- [What this task involves] Take the lines below beginning at the line that has "Submission was rejected." and stopping after the line that has "of the stage state machine.", and print them exactly as they are, with no other lines.

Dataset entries

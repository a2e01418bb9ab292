//! Cooperative batch cancellation.

mod token;

pub use token::CancellationToken;
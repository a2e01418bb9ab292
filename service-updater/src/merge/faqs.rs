//! FAQ extraction, funnel back-fill and replace-all records.

use serde_json::{json, Value};

use crate::core::FaqRecord;

/// Section titles used positionally when generated FAQs carry none.
pub const DEFAULT_FAQ_TITLES: [&str; 6] = [
    "What is included?",
    "How long does it take?",
    "How much does it cost?",
    "Who is this for?",
    "What do I need to get started?",
    "What support is available?",
];

/// One generated question/answer pair.
#[derive(Debug, Clone, PartialEq, Eq)]
pub struct FaqItem {
    /// Section title, when the generator supplied one.
    pub title: Option<String>,
    /// Question.
    pub question: String,
    /// Answer.
    pub answer: String,
}

/// Reads FAQ items from a `faqs` result.
///
/// Accepts either a bare array or an object with a `faqs` array. Entries
/// without both a question and an answer are dropped.
#[must_use]
pub fn extract_faq_items(output: &Value) -> Vec<FaqItem> {
    let items = match output {
        Value::Array(items) => items.as_slice(),
        Value::Object(map) => map
            .get("faqs")
            .and_then(Value::as_array)
            .map_or(&[][..], Vec::as_slice),
        _ => &[],
    };

    items
        .iter()
        .filter_map(|item| {
            let question = text(item, "question")?;
            let answer = text(item, "answer")?;
            Some(FaqItem {
                title: text(item, "title"),
                question,
                answer,
            })
        })
        .collect()
}

fn text(item: &Value, key: &str) -> Option<String> {
    item.get(key)
        .and_then(Value::as_str)
        .map(str::trim)
        .filter(|s| !s.is_empty())
        .map(str::to_string)
}

/// Returns true if the funnel already has a non-empty `faq_sections` array.
#[must_use]
pub fn has_faq_sections(funnel: &Value) -> bool {
    funnel
        .get("faq_sections")
        .and_then(Value::as_array)
        .is_some_and(|sections| !sections.is_empty())
}

/// Fills `faq_sections` from `items` unless the funnel has its own.
///
/// Returns true if the funnel was changed. Non-object funnels are left alone.
pub fn backfill_funnel_faqs(funnel: &mut Value, items: &[FaqItem]) -> bool {
    if items.is_empty() || has_faq_sections(funnel) {
        return false;
    }
    let Some(map) = funnel.as_object_mut() else {
        return false;
    };

    let sections = items
        .iter()
        .enumerate()
        .map(|(i, item)| {
            let title = item
                .title
                .clone()
                .or_else(|| DEFAULT_FAQ_TITLES.get(i).map(|t| (*t).to_string()))
                .unwrap_or_else(|| item.question.clone());
            json!({
                "title": title,
                "question": item.question,
                "answer": item.answer,
            })
        })
        .collect();
    map.insert("faq_sections".to_string(), Value::Array(sections));
    true
}

/// Persisted FAQ rows, in order, capped at `max`.
#[must_use]
pub fn faq_records(items: &[FaqItem], max: usize) -> Vec<FaqRecord> {
    items
        .iter()
        .take(max)
        .enumerate()
        .map(|(position, item)| FaqRecord {
            question: item.question.clone(),
            answer: item.answer.clone(),
            position,
        })
        .collect()
}

#[cfg(test)]
mod tests {
    use super::*;
    use pretty_assertions::assert_eq;

    fn faq_output(n: usize) -> Value {
        let faqs: Vec<Value> = (0..n)
            .map(|i| json!({"question": format!("Q{i}?"), "answer": format!("A{i}")}))
            .collect();
        json!({ "faqs": faqs })
    }

    #[test]
    fn test_extract_accepts_both_shapes() {
        assert_eq!(extract_faq_items(&faq_output(3)).len(), 3);
        let bare = json!([{"question": "Q?", "answer": "A", "title": "Scope"}, {"question": "no answer"}]);
        let items = extract_faq_items(&bare);
        assert_eq!(items.len(), 1);
        assert_eq!(items[0].title.as_deref(), Some("Scope"));
        assert!(extract_faq_items(&json!("text")).is_empty());
    }

    #[test]
    fn test_backfill_uses_default_titles_positionally() {
        let mut funnel = json!({"headline": "Grow"});
        let items = extract_faq_items(&faq_output(2));

        assert!(backfill_funnel_faqs(&mut funnel, &items));
        let sections = funnel["faq_sections"].as_array().unwrap();
        assert_eq!(sections[0]["title"], DEFAULT_FAQ_TITLES[0]);
        assert_eq!(sections[1]["title"], DEFAULT_FAQ_TITLES[1]);
        assert_eq!(sections[1]["answer"], "A1");
    }

    #[test]
    fn test_backfill_keeps_existing_sections() {
        let mut funnel = json!({"faq_sections": [{"title": "Own", "question": "Q", "answer": "A"}]});
        let before = funnel.clone();

        assert!(!backfill_funnel_faqs(&mut funnel, &extract_faq_items(&faq_output(2))));
        assert_eq!(funnel, before);
    }

    #[test]
    fn test_backfill_past_default_titles_uses_question() {
        let mut funnel = json!({});
        backfill_funnel_faqs(&mut funnel, &extract_faq_items(&faq_output(8)));
        assert_eq!(funnel["faq_sections"][7]["title"], "Q7?");
    }

    #[test]
    fn test_faq_records_capped_and_ordered() {
        let records = faq_records(&extract_faq_items(&faq_output(12)), 10);
        assert_eq!(records.len(), 10);
        assert_eq!(records[0].question, "Q0?");
        assert_eq!(records[9].position, 9);
    }
}
//! Error types for the service updater.
//!
//! One enum per collaborator boundary. Stage, persistence and recorder
//! failures are absorbed into per-entity status; only batch-level failures
//! surface as [`UpdaterError`].

use std::time::Duration;
use thiserror::Error;

use crate::core::{StageName, StageStatus};

/// The main error type for batch operations.
#[derive(Debug, Error)]
pub enum UpdaterError {
    /// The background batch service failed.
    #[error("{0}")]
    BatchService(#[from] BatchServiceError),

    /// A batch is already running.
    #[error("A batch is already running")]
    AlreadyRunning,

    /// Recovery is in progress; no new work may start.
    #[error("Recovery in progress")]
    Recovering,

    /// The selection was empty after filtering.
    #[error("No services selected")]
    EmptySelection,

    /// The batch was cancelled.
    #[error("Batch cancelled: {0}")]
    Cancelled(String),

    /// Configuration could not be loaded.
    #[error("Configuration error: {0}")]
    Config(String),

    /// A generic internal error.
    #[error("Internal error: {0}")]
    Internal(String),
}

/// Failure of one generation call.
#[derive(Debug, Clone, Error)]
pub enum GenerationError {
    /// The service could not be reached or returned a non-success status.
    #[error("Generation transport error for {stage}: {message}")]
    Transport {
        /// Stage being generated.
        stage: StageName,
        /// Underlying error text.
        message: String,
    },

    /// The service answered with content the pipeline cannot use.
    #[error("Generation validation error for {stage}: {message}")]
    Validation {
        /// Stage being generated.
        stage: StageName,
        /// What was wrong with the content.
        message: String,
    },

    /// The call did not finish in time.
    #[error("Generation of {stage} timed out after {}ms", .after.as_millis())]
    Timeout {
        /// Stage being generated.
        stage: StageName,
        /// Time allowed.
        after: Duration,
    },
}

impl GenerationError {
    /// Stage the failure belongs to.
    #[must_use]
    pub const fn stage(&self) -> StageName {
        match self {
            Self::Transport { stage, .. }
            | Self::Validation { stage, .. }
            | Self::Timeout { stage, .. } => *stage,
        }
    }

    /// Returns true for the explicit timeout race.
    #[must_use]
    pub const fn is_timeout(&self) -> bool {
        matches!(self, Self::Timeout { .. })
    }
}

/// Failure of the persistence collaborator.
#[derive(Debug, Clone, Error)]
pub enum PersistenceError {
    /// No entity with this id.
    #[error("Service not found: {0}")]
    NotFound(String),

    /// The write was rejected or failed after all retries.
    #[error("Update of {entity_id} failed after {attempts} attempt(s): {message}")]
    UpdateFailed {
        /// Target entity.
        entity_id: String,
        /// Attempts made.
        attempts: u32,
        /// Underlying error text.
        message: String,
    },

    /// Transport-level failure.
    #[error("Persistence transport error: {0}")]
    Transport(String),
}

/// Failure of the audit recorder.
#[derive(Debug, Clone, Error)]
#[error("Update recorder error: {0}")]
pub struct RecorderError(pub String);

/// Failure of the background batch service.
#[derive(Debug, Clone, Error)]
pub enum BatchServiceError {
    /// Submission was rejected.
    #[error("Batch submission rejected: {0}")]
    Rejected(String),

    /// Transport-level failure.
    #[error("Batch service transport error: {0}")]
    Transport(String),

    /// Unknown batch identifier.
    #[error("Unknown batch: {0}")]
    UnknownBatch(String),
}

/// A progress update that violates the stage state machine.
#[derive(Debug, Clone, PartialEq, Eq, Error)]
pub enum TrackerError {
    /// The edge is not part of the stage state machine.
    #[error("Invalid transition for {entity_id}/{stage}: {from} -> {to}")]
    InvalidTransition {
        /// Entity.
        entity_id: String,
        /// Stage.
        stage: StageName,
        /// Current status.
        from: StageStatus,
        /// Requested status.
        to: StageStatus,
    },

    /// Another stage of the same entity is still generating.
    #[error("{entity_id}: cannot start {requested} while {active} is generating")]
    StageAlreadyGenerating {
        /// Entity.
        entity_id: String,
        /// Stage currently generating.
        active: StageName,
        /// Stage that was asked to start.
        requested: StageName,
    },

    /// A stage name outside the closed set.
    #[error("Unknown stage: {0}")]
    UnknownStage(String),
}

- [Expected output]
    /// Submission was rejected.
    #[error("Batch submission rejected: {0}")]
    Rejected(String),

    /// Transport-level failure.
    #[error("Batch service transport error: {0}")]
    Transport(String),

    /// Unknown batch identifier.
    #[error("Unknown batch: {0}")]
    UnknownBatch(String),
}

/// A progress update that violates the stage state machine.
#[derive(Debug, Clone, PartialEq, Eq, Error)]
pub enum TrackerError {
    /// The edge is not part of the stage state machine.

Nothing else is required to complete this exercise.